3. This piece was washed with a mixture of 6 drops water / one drop black acrylic paint / one drop Pledge Multi-Surface wax. The polish reduces the surface tension of the mixture, allowing it to run into the grooves much more freely and producing less surface staining.

4. This piece was given a wash of black ink thinned with water. The effect is smoother than the paint washes, but there is still a noticeable level of darkening to the upper surface of the tile.

5. This final piece was washed with a mixture of 6 drops water / one drop black ink / one drop Pledge Multi-Surface wax. In this case, the grooves have been shaded nicely, with much less darkening to top surface.


6. Picture showing all four washes together for easy comparison. The top two pieces are those which were washed without the Pledge in the mixture.

Each of these recipes for applying washes produces a slightly different effect. It is a matter of choice as to which particular mixture will provide the best results for the specific area to be painted. Effects will vary dependent on the brand of paint or ink which is used, and it is recommended that the reader experiments with his own materials. This will give a much better idea as to what results can be expected for a given wash mixture.


Stippling (Click thumbnails for larger images)


Old brush with splayed bristles

Household emulsion or acrylic paint

1. Spread a small amount of paint thinly on your palette. Gently jab the dry tip of the tatty brush into the paint, keeping the brush vertical. Now jab the brush onto a piece of paper, until you only make subtle patchy marks. Now apply the paint to the desired areas of the model.

2. Repeat the same technique using a different colour to build up the textured effect. This method is the basis for all the marble effects I have shown on the Painting Stone Finishes page.  

Different stippling patterns can be made using other materials to apply the paint - natural sponges, pan scourers, wire wool etc. Don't be afraid to try different things on a sheet of card, and please let me know if you come up with anything interesting.


Tinting or Glazing (Click thumbnails for larger images)


Soft brushes

Inks or Acrylic paint

Pledge Multi-Surface Wax (Future)

1. This is the starting point for tinting the fleur-de-lys tile. It is the same tile I stippled above, with a water / black ink / Pledge wash applied to shade the grooves. I then stippled a little white over the top of some of the surface staining which resulted.

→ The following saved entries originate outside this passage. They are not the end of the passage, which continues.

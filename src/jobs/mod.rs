pub mod price_feed_sync;
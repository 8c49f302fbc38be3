#![allow(dead_code)]

use affiliate_backend::{
    AppState,
    config::{BonusConfig, TickerConfig, TickerStyleConfig},
    handlers::api_router,
    services::{
        coingecko::CoinGeckoService, price_feed::PriceFeed, sidebar::SidebarService,
        ticker::TickerRenderer,
    },
};
use axum::{
    Json, Router,
    body::Body,
    extract::Query,
    http::{Request, StatusCode},
    routing::get,
};
use http_body_util::BodyExt;
use serde_json::{Value, json};
use std::collections::HashMap;
use std::sync::Arc;
use std::time::Duration;
use tower::ServiceExt;

/// Base URL of a local port that was just released, so connections are refused
pub fn unreachable_url() -> String {
    let listener = std::net::TcpListener::bind("127.0.0.1:0").expect("bind free port");
    let addr = listener.local_addr().expect("free port addr");
    drop(listener);
    format!("http://{}", addr)
}

/// Serve a stand-in for the price API and the widget endpoints on a random port
///
/// - `/api/v3/simple/price` knows bitcoin and ethereum only
/// - `/broken/simple/price` answers 503
/// - `/garbage/simple/price` answers 200 with a body that isn't JSON
/// - `/ad` returns a promo, `/sponsor` answers 500
pub async fn spawn_fake_upstream() -> String {
    let app = Router::new()
        .route("/api/v3/simple/price", get(simple_price))
        .route(
            "/broken/simple/price",
            get(|| async { (StatusCode::SERVICE_UNAVAILABLE, "rate limited") }),
        )
        .route(
            "/garbage/simple/price",
            get(|| async { (StatusCode::OK, "not json") }),
        )
        .route(
            "/ad",
            get(|| async {
                Json(json!({
                    "title": "Trade on Binance",
                    "body": "Get up to $5,000 in sign-up bonuses",
                    "link": "https://example.com/binance",
                    "buttonText": "Claim bonus",
                    "image": "https://example.com/binance.png"
                }))
            }),
        )
        .route(
            "/sponsor",
            get(|| async { StatusCode::INTERNAL_SERVER_ERROR }),
        );

    let listener = tokio::net::TcpListener::bind("127.0.0.1:0")
        .await
        .expect("bind fake upstream");
    let addr = listener.local_addr().expect("fake upstream addr");

    tokio::spawn(async move {
        axum::serve(listener, app).await.expect("fake upstream");
    });

    format!("http://{}", addr)
}

async fn simple_price(Query(params): Query<HashMap<String, String>>) -> Json<Value> {
    let ids = params.get("ids").cloned().unwrap_or_default();
    assert_eq!(params.get("vs_currencies").map(String::as_str), Some("usd"));
    assert_eq!(params.get("include_24hr_change").map(String::as_str), Some("true"));

    let mut body = serde_json::Map::new();
    for id in ids.split(',') {
        match id {
            "bitcoin" => {
                body.insert(id.to_string(), json!({"usd": 67000.5, "usd_24h_change": 6.2}));
            }
            "ethereum" => {
                body.insert(id.to_string(), json!({"usd": 3500.25, "usd_24h_change": -0.8}));
            }
            _ => {}
        }
    }
    Json(Value::Object(body))
}

pub struct TestOptions {
    pub price_base_url: String,
    pub ad_url: Option<String>,
    pub sponsor_url: Option<String>,
    pub fallback: bool,
}

impl TestOptions {
    pub fn prices_at(price_base_url: String) -> Self {
        Self {
            price_base_url,
            ad_url: None,
            sponsor_url: None,
            fallback: true,
        }
    }
}

pub fn build_state(options: TestOptions) -> AppState {
    let timeout = Duration::from_secs(2);
    let coingecko = CoinGeckoService::new(None, options.price_base_url, timeout)
        .expect("coingecko client");

    let mut ticker_config = TickerConfig::default();
    if !options.fallback {
        ticker_config.fallback = None;
    }

    AppState {
        price_feed: PriceFeed::new(Arc::new(coingecko), ticker_config),
        ticker: Arc::new(TickerRenderer::new(
            TickerStyleConfig::default(),
            Duration::from_secs(30),
        )),
        bonus: Arc::new(BonusConfig::default()),
        sidebar: SidebarService::new(options.ad_url, options.sponsor_url, timeout)
            .expect("sidebar client"),
    }
}

pub fn build_router(state: AppState) -> Router {
    api_router(state)
}

pub async fn send(app: &Router, method: &str, uri: &str) -> (StatusCode, Value) {
    let response = app
        .clone()
        .oneshot(
            Request::builder()
                .method(method)
                .uri(uri)
                .body(Body::empty())
                .unwrap(),
        )
        .await
        .unwrap();

    let status = response.status();
    let body = response.into_body().collect().await.unwrap().to_bytes();
    let json = if body.is_empty() {
        Value::Null
    } else {
        serde_json::from_slice(&body).unwrap_or_else(|_| Value::String(String::from_utf8_lossy(&body).into_owned()))
    };

    (status, json)
}

pub async fn get_json(app: &Router, uri: &str) -> (StatusCode, Value) {
    send(app, "GET", uri).await
}
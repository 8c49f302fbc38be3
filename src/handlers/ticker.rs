use axum::{
    Json,
    extract::{Query, State},
};

use crate::{
    AppState,
    models::quote::{RefreshResponse, TickerQuery},
    services::ticker::{TickerView, TooltipState},
};

/// Handler for GET /api/ticker
/// Returns the render model of the scrolling price strip
pub async fn get_ticker(
    State(state): State<AppState>,
    Query(query): Query<TickerQuery>,
) -> Json<TickerView> {
    let view = state.price_feed.view();

    let mut tooltip = TooltipState::default();
    if let (Some(index), Some(snapshot)) = (query.hover, &view.snapshot) {
        tooltip.pointer_enter(index, &snapshot.quotes);
    }

    Json(state.ticker.render(&view, &tooltip))
}

/// Handler for POST /api/ticker/refresh
/// Runs one refresh cycle outside the regular schedule
pub async fn refresh_ticker(State(state): State<AppState>) -> Json<RefreshResponse> {
    tracing::info!("Manual price feed refresh requested");

    let status = state.price_feed.refresh().await;
    let quote_count = state.price_feed.snapshot().map(|s| s.len()).unwrap_or(0);

    Json(RefreshResponse {
        status,
        quote_count,
    })
}
//! Sign-up bonus calculation
//!
//! Pure functions over an exchange's tier table. Tiers are half-open
//! `[min, max)` ranges by default, so a deposit sitting exactly on a boundary
//! belongs to the upper tier.

use rust_decimal::{Decimal, RoundingStrategy};
use thiserror::Error;

use crate::models::bonus::{ExchangeBonusProfile, RateTier};

#[derive(Debug, Clone, PartialEq, Eq, Error)]
pub enum BonusError {
    #[error("no bonus tier matches a deposit of {deposit}")]
    NoMatchingTier { deposit: Decimal },

    #[error("deposit must not be negative, got {deposit}")]
    NegativeDeposit { deposit: Decimal },

    #[error("malformed tier table for {exchange}: {reason}")]
    MalformedTiers { exchange: String, reason: String },
}

/// How a deposit equal to a tier's `max` is treated
#[derive(Debug, Clone, Copy, Default, PartialEq, Eq)]
pub enum TierBoundary {
    /// `min <= deposit < max`
    #[default]
    HalfOpen,
    /// `min <= deposit <= max`, first listed tier wins on shared boundaries
    Inclusive,
}

impl TierBoundary {
    fn contains(self, tier: &RateTier, deposit: Decimal) -> bool {
        if deposit < tier.min {
            return false;
        }
        match (self, tier.max) {
            (_, None) => true,
            (TierBoundary::HalfOpen, Some(max)) => deposit < max,
            (TierBoundary::Inclusive, Some(max)) => deposit <= max,
        }
    }
}

/// Result of a bonus computation
#[derive(Debug, Clone, PartialEq, Eq)]
pub struct BonusQuote {
    pub tier: RateTier,
    pub raw_bonus: Decimal,
    pub bonus: Decimal,
}

impl BonusQuote {
    pub fn capped(&self) -> bool {
        self.bonus < self.raw_bonus
    }
}

pub fn find_tier(
    deposit: Decimal,
    profile: &ExchangeBonusProfile,
    boundary: TierBoundary,
) -> Option<&RateTier> {
    profile.tiers.iter().find(|tier| boundary.contains(tier, deposit))
}

/// Bonus for `deposit`, capped at the profile's `max_bonus`
pub fn compute_bonus(deposit: Decimal, profile: &ExchangeBonusProfile) -> Result<Decimal, BonusError> {
    quote_bonus(deposit, profile, TierBoundary::HalfOpen).map(|quote| quote.bonus)
}

pub fn quote_bonus(
    deposit: Decimal,
    profile: &ExchangeBonusProfile,
    boundary: TierBoundary,
) -> Result<BonusQuote, BonusError> {
    if deposit.is_sign_negative() && !deposit.is_zero() {
        return Err(BonusError::NegativeDeposit { deposit });
    }

    let tier = find_tier(deposit, profile, boundary).ok_or(BonusError::NoMatchingTier { deposit })?;

    // Products past Decimal::MAX are far above any cap
    let raw_bonus = deposit.checked_mul(tier.rate).unwrap_or(Decimal::MAX);
    let bonus = raw_bonus.min(profile.max_bonus);

    tracing::debug!(
        "{} bonus for {}: rate {} -> {} (raw {})",
        profile.exchange,
        deposit,
        tier.rate,
        bonus,
        raw_bonus
    );

    Ok(BonusQuote {
        tier: tier.clone(),
        raw_bonus,
        bonus,
    })
}

impl ExchangeBonusProfile {
    /// Check that tiers start at zero, are contiguous and end unbounded
    pub fn validate(&self) -> Result<(), BonusError> {
        let malformed = |reason: String| BonusError::MalformedTiers {
            exchange: self.exchange.clone(),
            reason,
        };

        let first = self.tiers.first().ok_or_else(|| malformed("no tiers".to_string()))?;
        if !first.min.is_zero() {
            return Err(malformed(format!("first tier starts at {} instead of 0", first.min)));
        }
        if self.max_bonus.is_sign_negative() && !self.max_bonus.is_zero() {
            return Err(malformed(format!("negative max bonus {}", self.max_bonus)));
        }

        for (i, tier) in self.tiers.iter().enumerate() {
            if tier.rate.is_sign_negative() && !tier.rate.is_zero() {
                return Err(malformed(format!("tier {} has negative rate {}", i, tier.rate)));
            }
            match (tier.max, self.tiers.get(i + 1)) {
                (Some(max), _) if max <= tier.min => {
                    return Err(malformed(format!("tier {} is empty: [{}, {})", i, tier.min, max)));
                }
                (Some(max), Some(next)) if next.min != max => {
                    return Err(malformed(format!(
                        "gap or overlap between tier {} (max {}) and tier {} (min {})",
                        i,
                        max,
                        i + 1,
                        next.min
                    )));
                }
                (Some(max), None) => {
                    return Err(malformed(format!("last tier ends at {} instead of unbounded", max)));
                }
                (None, Some(_)) => {
                    return Err(malformed(format!("unbounded tier {} is not last", i)));
                }
                _ => {}
            }
        }

        Ok(())
    }
}

/// Whole-dollar USD display string, e.g. `$1,235`
pub fn format_usd(amount: Decimal) -> String {
    let rounded = amount.round_dp_with_strategy(0, RoundingStrategy::MidpointAwayFromZero);
    let negative = rounded.is_sign_negative() && !rounded.is_zero();
    let digits = rounded.abs().trunc().to_string();

    let mut grouped = String::with_capacity(digits.len() + digits.len() / 3);
    for (i, ch) in digits.chars().enumerate() {
        if i > 0 && (digits.len() - i) % 3 == 0 {
            grouped.push(',');
        }
        grouped.push(ch);
    }

    if negative {
        format!("-${}", grouped)
    } else {
        format!("${}", grouped)
    }
}
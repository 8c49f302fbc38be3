use std::time::Duration;
use tokio::task::JoinHandle;
use tokio::time::{MissedTickBehavior, interval};

use crate::services::price_feed::PriceFeed;

/// Owns the background polling task; the task stops when this is dropped
pub struct PollingHandle {
    task: Option<JoinHandle<()>>,
}

impl PollingHandle {
    pub fn is_running(&self) -> bool {
        self.task.as_ref().is_some_and(|task| !task.is_finished())
    }

    /// Cancel the task and wait for it to wind down
    pub async fn shutdown(mut self) {
        if let Some(task) = self.task.take() {
            task.abort();
            let _ = task.await;
            tracing::info!("Price feed polling stopped");
        }
    }
}

impl Drop for PollingHandle {
    fn drop(&mut self) {
        if let Some(task) = &self.task {
            task.abort();
        }
    }
}

/// Refresh the feed now, then every `every` until the handle is dropped
pub fn start_price_feed_job(feed: PriceFeed, every: Duration) -> PollingHandle {
    let task = tokio::spawn(async move {
        let mut interval = interval(every);
        interval.set_missed_tick_behavior(MissedTickBehavior::Skip);

        tracing::info!(
            "Starting price feed polling for {} assets (every {} seconds)",
            feed.assets().len(),
            every.as_secs()
        );

        loop {
            // First tick completes immediately
            interval.tick().await;

            let status = feed.refresh().await;
            tracing::debug!("Price feed refreshed: {:?}", status);
        }
    });

    PollingHandle { task: Some(task) }
}
use serde::{Deserialize, Serialize};

pub mod bonus;
pub mod quote;
pub mod sidebar;

#[derive(Debug, Clone, Serialize, Deserialize)]
pub struct ErrorResponse {
    pub error: String,
}
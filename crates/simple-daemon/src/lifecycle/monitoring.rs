//! Startup readiness polling.

use std::process::Child;
use std::thread;
use std::time::{Duration, Instant};

use super::error::LifecycleError;
use crate::registry::{PidFile, process_exists};

/// Waits until the pid file records a live process.
///
/// The spawned process exits with status 0 once it has detached, so only a
/// non-zero exit ends the wait early. Returns the recorded pid.
pub(super) fn wait_for_ready(
    pid_file: &PidFile,
    child: &mut Child,
    timeout: Duration,
    poll_interval: Duration,
) -> Result<u32, LifecycleError> {
    let deadline = Instant::now() + timeout;
    let mut launcher_done = false;
    loop {
        if !launcher_done {
            if let Some(status) = child
                .try_wait()
                .map_err(|source| LifecycleError::MonitorChild { source })?
            {
                if !status.success() {
                    return Err(LifecycleError::StartupFailed {
                        exit_status: status.code(),
                    });
                }
                launcher_done = true;
            }
        }
        if let Some(pid) = live_pid(pid_file)? {
            return Ok(pid);
        }
        if Instant::now() >= deadline {
            return Err(LifecycleError::StartupTimeout {
                pid_path: pid_file.path().to_path_buf(),
                timeout_ms: timeout.as_millis(),
            });
        }
        thread::sleep(poll_interval);
    }
}

fn live_pid(pid_file: &PidFile) -> Result<Option<u32>, LifecycleError> {
    let Some(pid) = pid_file.recall() else {
        return Ok(None);
    };
    Ok(process_exists(pid)?.then_some(pid))
}
//! Daemon termination helpers.

use std::thread;
use std::time::{Duration, Instant};

use nix::errno::Errno;
use nix::sys::signal::{Signal, kill};

use super::error::LifecycleError;
use crate::registry::{process_exists, single_process};

/// Result of asking a recorded daemon to terminate.
#[derive(Debug, Clone, Copy, PartialEq, Eq)]
pub(super) enum SignalOutcome {
    /// SIGTERM reached the process.
    Delivered,
    /// No such process.
    NotRunning,
}

/// Sends SIGTERM to `pid`.
///
/// A pid that cannot name a single process is treated as not running.
pub(super) fn signal_daemon(pid: u32) -> Result<SignalOutcome, LifecycleError> {
    let Some(target) = single_process(pid) else {
        return Ok(SignalOutcome::NotRunning);
    };
    match kill(target, Signal::SIGTERM) {
        Ok(()) => Ok(SignalOutcome::Delivered),
        Err(Errno::ESRCH) => Ok(SignalOutcome::NotRunning),
        Err(source) => Err(LifecycleError::SignalFailed { pid, source }),
    }
}

/// Polls until `pid` no longer exists, failing after `timeout`.
pub(super) fn wait_for_exit(
    pid: u32,
    timeout: Duration,
    poll_interval: Duration,
) -> Result<(), LifecycleError> {
    let deadline = Instant::now() + timeout;
    while process_exists(pid)? && !is_zombie(pid) {
        if Instant::now() >= deadline {
            return Err(LifecycleError::ShutdownTimeout {
                pid,
                timeout_ms: timeout.as_millis(),
            });
        }
        thread::sleep(poll_interval);
    }
    Ok(())
}

/// Returns `true` when `pid` has exited but not yet been reaped.
///
/// An orphaned daemon is reaped by whichever process adopted it, which may
/// never happen inside minimal containers.
#[cfg(target_os = "linux")]
fn is_zombie(pid: u32) -> bool {
    std::fs::read_to_string(format!("/proc/{pid}/stat"))
        .ok()
        .and_then(|stat| {
            let (_, fields) = stat.rsplit_once(')')?;
            fields.split_whitespace().next().map(|state| state == "Z")
        })
        .unwrap_or(false)
}

#[cfg(not(target_os = "linux"))]
const fn is_zombie(_pid: u32) -> bool {
    false
}

#[cfg(test)]
mod tests {
    use super::*;
    use std::process::Command;

    const POLL: Duration = Duration::from_millis(10);

    #[test]
    fn absent_process_is_not_running() {
        assert_eq!(
            signal_daemon(999_999_999).expect("signal"),
            SignalOutcome::NotRunning
        );
        assert_eq!(signal_daemon(0).expect("signal"), SignalOutcome::NotRunning);
    }

    #[test]
    fn terminated_child_exits_in_time() {
        let mut child = Command::new("sleep").arg("30").spawn().expect("spawn sleep");
        let pid = child.id();
        let reaper = thread::spawn(move || child.wait());
        assert_eq!(signal_daemon(pid).expect("signal"), SignalOutcome::Delivered);
        wait_for_exit(pid, Duration::from_secs(5), POLL).expect("child exits");
        let status = reaper
            .join()
            .expect("join reaper")
            .expect("reap child");
        assert!(!status.success());
    }

    #[cfg(target_os = "linux")]
    #[test]
    fn unreaped_child_counts_as_exited() {
        let mut child = Command::new("true").spawn().expect("spawn true");
        let pid = child.id();
        wait_for_exit(pid, Duration::from_secs(5), POLL).expect("zombie counts as exited");
        child.wait().expect("reap child");
    }

    #[test]
    fn surviving_process_times_out() {
        let error = wait_for_exit(std::process::id(), Duration::from_millis(50), POLL)
            .expect_err("current process never exits");
        assert!(matches!(error, LifecycleError::ShutdownTimeout { .. }));
    }
}
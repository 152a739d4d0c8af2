//! Pid-file persistence and liveness probing.
//!
//! The pid file is the only evidence that a daemon for an identity may be
//! running. A file whose process has vanished is an expected state, reported
//! by [`PidFile::is_sane`] returning `false` rather than as an error.

use std::fs::{self, OpenOptions};
use std::io::{self, Write};
use std::path::{Path, PathBuf};

use nix::errno::Errno;
use nix::sys::signal::kill;
use nix::unistd::Pid;
use thiserror::Error;
use tracing::{debug, info};

const REGISTRY_TARGET: &str = concat!(env!("CARGO_PKG_NAME"), "::registry");

/// Errors raised by pid-file operations.
#[derive(Debug, Error)]
pub enum RegistryError {
    /// Writing the pid file failed.
    #[error("failed to write pid file {path:?}: {source}")]
    Write {
        /// Pid file path.
        path: PathBuf,
        /// Underlying IO error.
        #[source]
        source: io::Error,
    },
    /// The pid file already exists, so it was left untouched.
    #[error("pid file {path:?} already exists")]
    AlreadyExists {
        /// Pid file path.
        path: PathBuf,
    },
    /// Removing the pid file failed.
    #[error("failed to remove pid file {path:?}: {source}")]
    Remove {
        /// Pid file path.
        path: PathBuf,
        /// Underlying IO error.
        #[source]
        source: io::Error,
    },
    /// Probing the recorded process failed for a reason other than absence.
    #[error("failed to check process {pid}: {source}")]
    CheckProcess {
        /// Probed process id.
        pid: u32,
        /// Underlying OS error.
        #[source]
        source: Errno,
    },
}

/// Handle on the pid file of one daemon identity.
#[derive(Debug, Clone, PartialEq, Eq)]
pub struct PidFile {
    path: PathBuf,
}

impl PidFile {
    /// Wraps the pid file at `path`.
    #[must_use]
    pub fn new(path: impl Into<PathBuf>) -> Self {
        Self { path: path.into() }
    }

    /// Location of the pid file.
    #[must_use]
    pub fn path(&self) -> &Path {
        self.path.as_path()
    }

    /// Returns `true` when a pid file is present, whatever its content.
    #[must_use]
    pub fn exists(&self) -> bool {
        self.path.is_file()
    }

    /// Writes `pid` as decimal text, creating or truncating the file.
    pub fn store(&self, pid: u32) -> Result<(), RegistryError> {
        let mut options = OpenOptions::new();
        options.write(true).create(true).truncate(true);
        self.write_with(&options, pid)
    }

    /// Atomically creates the pid file and records `pid` in it.
    ///
    /// Fails with [`RegistryError::AlreadyExists`] when the file is present,
    /// leaving the existing record untouched. Concurrent claimants race on the
    /// exclusive create, so exactly one of them wins.
    pub fn claim(&self, pid: u32) -> Result<(), RegistryError> {
        let mut options = OpenOptions::new();
        options.write(true).create_new(true);
        match self.write_with(&options, pid) {
            Err(RegistryError::Write { source, .. })
                if source.kind() == io::ErrorKind::AlreadyExists =>
            {
                Err(RegistryError::AlreadyExists {
                    path: self.path.clone(),
                })
            }
            other => other,
        }
    }

    /// Reads the recorded pid.
    ///
    /// A missing, unreadable or malformed file yields `None`.
    #[must_use]
    pub fn recall(&self) -> Option<u32> {
        let content = fs::read_to_string(&self.path).ok()?;
        content.trim().parse::<u32>().ok()
    }

    /// Returns `true` when the recorded pid names a process that exists.
    ///
    /// No record, or a record whose process is gone, yields `false`.
    pub fn is_sane(&self) -> Result<bool, RegistryError> {
        match self.recall() {
            Some(pid) => process_exists(pid),
            None => Ok(false),
        }
    }

    /// Deletes the pid file. Returns `false` when it was already gone.
    pub fn remove(&self) -> Result<bool, RegistryError> {
        match fs::remove_file(&self.path) {
            Ok(()) => Ok(true),
            Err(error) if error.kind() == io::ErrorKind::NotFound => Ok(false),
            Err(source) => Err(RegistryError::Remove {
                path: self.path.clone(),
                source,
            }),
        }
    }

    /// Deletes the pid file only while it still records `pid`.
    ///
    /// A successor daemon may already have claimed the file after a `stop`;
    /// its record is left alone.
    pub fn release(&self, pid: u32) -> Result<bool, RegistryError> {
        if self.recall() != Some(pid) {
            debug!(
                target: REGISTRY_TARGET,
                pid,
                file = %self.path.display(),
                "pid file no longer ours; leaving it in place"
            );
            return Ok(false);
        }
        self.remove()
    }

    fn write_with(&self, options: &OpenOptions, pid: u32) -> Result<(), RegistryError> {
        let mut options = options.clone();
        #[cfg(unix)]
        {
            use std::os::unix::fs::OpenOptionsExt;
            options.mode(0o644);
        }
        let write_error = |source| RegistryError::Write {
            path: self.path.clone(),
            source,
        };
        let mut file = options.open(&self.path).map_err(write_error)?;
        let written = write!(file, "{pid}").and_then(|()| file.sync_all());
        if let Err(source) = written {
            // A half-written record must not block later starts.
            let _ = fs::remove_file(&self.path);
            return Err(write_error(source));
        }
        info!(
            target: REGISTRY_TARGET,
            pid,
            file = %self.path.display(),
            "pid file written"
        );
        Ok(())
    }
}

/// Probes whether a process with `pid` exists on this host.
///
/// A process that exists but belongs to another user still counts as
/// present. Only "no such process" maps to `false`; other failures propagate.
pub fn process_exists(pid: u32) -> Result<bool, RegistryError> {
    let Some(target) = single_process(pid) else {
        return Ok(false);
    };
    match kill(target, None) {
        Ok(()) | Err(Errno::EPERM) => Ok(true),
        Err(Errno::ESRCH) => Ok(false),
        Err(source) => Err(RegistryError::CheckProcess { pid, source }),
    }
}

/// Converts a recorded pid into a `kill(2)` target naming one process.
///
/// Pid 0 and values beyond `pid_t` would address process groups, so they
/// yield `None`.
pub(crate) fn single_process(pid: u32) -> Option<Pid> {
    i32::try_from(pid)
        .ok()
        .filter(|raw| *raw > 0)
        .map(Pid::from_raw)
}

2. Mix up a thin wash of chestnut ink as described above. Using a fine detailing brush, apply this to the areas you wish to tint. This should add colour to the piece without obscuring all the underlying texture.

3. This floor was drybrushed using shades of grey paint. This is shown in the upper left part of the picture. A wash mixture was made with black and blue ink, and this was painted over the whole piece. The resulting colour (bottom right) is a much more pleasing slate colour.

4. This floor was first stippled with shades of grey, then washed with black to shade the grooves. Thin washes of chestnut and green ink were then applied to make the pattern. Some areas had more of the wash applied resulting in the different shades of green and brown.



Spattering (Click thumbnails for larger images)




Wood strip (optional)

Disposable glove (optional)


1. Load the tips of the bristles of the brush with paint.

2. Use your (gloved) finger or a strip of wood (chip fork) to run across the bristles. Be sure to mask any areas you don't want to be spattered with paint.

3. Point the brush toward the area you want to spatter with paint, and draw the wood strip backwards though the bristles. Alternatively use your finger in a similar manner.

4. Repeat the process until you achieve the desired level of coverage, then allow the paint to dry.